Tendrían que luchar contra muchas naciones que, tal como dijo Jehová, eran “más grandes y más fuertes” que ellos.


Necesitaban que Jehová peleara por ellos.


Así que imagínense qué hubiera ocurrido si Josué se hubiera alejado de Jehová.


Pero no hace falta imaginar qué pasaba cuando eran infieles, porque sí les pasó.


Cuando fueron a la siguiente ciudad después de Jericó, a la ciudad de Hai, perdieron la batalla y murieron hombres; fue por culpa de lo que hizo Acán.


Y él solo era un soldado.


Imagínense qué hubiera pasado si hubiera sido Josué.
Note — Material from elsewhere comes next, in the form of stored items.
//! Periodic sweep that flips past-due pending bills to `overdue`.
//!
//! Runs on a fixed interval using `tokio::time::interval` until the
//! cancellation token fires. The sweep itself is a single UPDATE, so a missed
//! tick (server restart) is caught up on the next run.

use std::time::Duration;

use sqlx::PgPool;
use tokio_util::sync::CancellationToken;
use veranda_db::repositories::BillRepo;

/// How often the sweep runs.
const SWEEP_INTERVAL: Duration = Duration::from_secs(3600); // 1 hour

/// Run the overdue-bill sweep loop until `cancel` is triggered.
pub async fn run(pool: PgPool, cancel: CancellationToken) {
    tracing::info!(
        interval_secs = SWEEP_INTERVAL.as_secs(),
        "Overdue bill sweep started"
    );

    let mut interval = tokio::time::interval(SWEEP_INTERVAL);

    loop {
        tokio::select! {
            _ = cancel.cancelled() => {
                tracing::info!("Overdue bill sweep stopping");
                break;
            }
            _ = interval.tick() => {
                match BillRepo::mark_overdue(&pool).await {
                    Ok(flipped) => {
                        if flipped > 0 {
                            tracing::info!(flipped, "Overdue bill sweep: bills marked overdue");
                        } else {
                            tracing::debug!("Overdue bill sweep: nothing past due");
                        }
                    }
                    Err(e) => {
                        tracing::error!(error = %e, "Overdue bill sweep failed");
                    }
                }
            }
        }
    }
}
Josué era el líder de la nación.


¿Qué hubiera ocurrido si hubiera desobedecido a Jehová?


Sí, hubieran fracasado por completo.


Así que pedirle que leyera las Escrituras era muy importante, era algo que solo Josué podía hacer: proteger su corazón y mantenerse fiel a Jehová.


Solo así Jehová los bendeciría y tendrían éxito, porque su Dios lucharía por ellos aquellas batallas.


Creo que todos podemos sacar una lección de todo esto, y también ustedes, que pronto se van a graduar de Galaad.


Van a salir, van a recibir nuevas asignaciones...


Van a colaborar con la obra del Reino y van a luchar las batallas de Jehová.


Recuerden que no son sus batallas: son las batallas de Jehová.


Así que también necesitan su ayuda; necesitan su bendición para que puedan tener éxito.


Por eso, no olviden lo que le dijo a Josué.


Ustedes también van a ganar en “cada lugar donde pongan el pie”.


¿Y qué deben hacer?


“Este libro de la Ley no debe apartarse de tu boca”.


En otras palabras: lee la Biblia cada día, obedécela, protege tu corazón; y Jehová estará contigo, te bendecirá y te hará tener éxito.


Y así no tendrás que preocuparte de nada.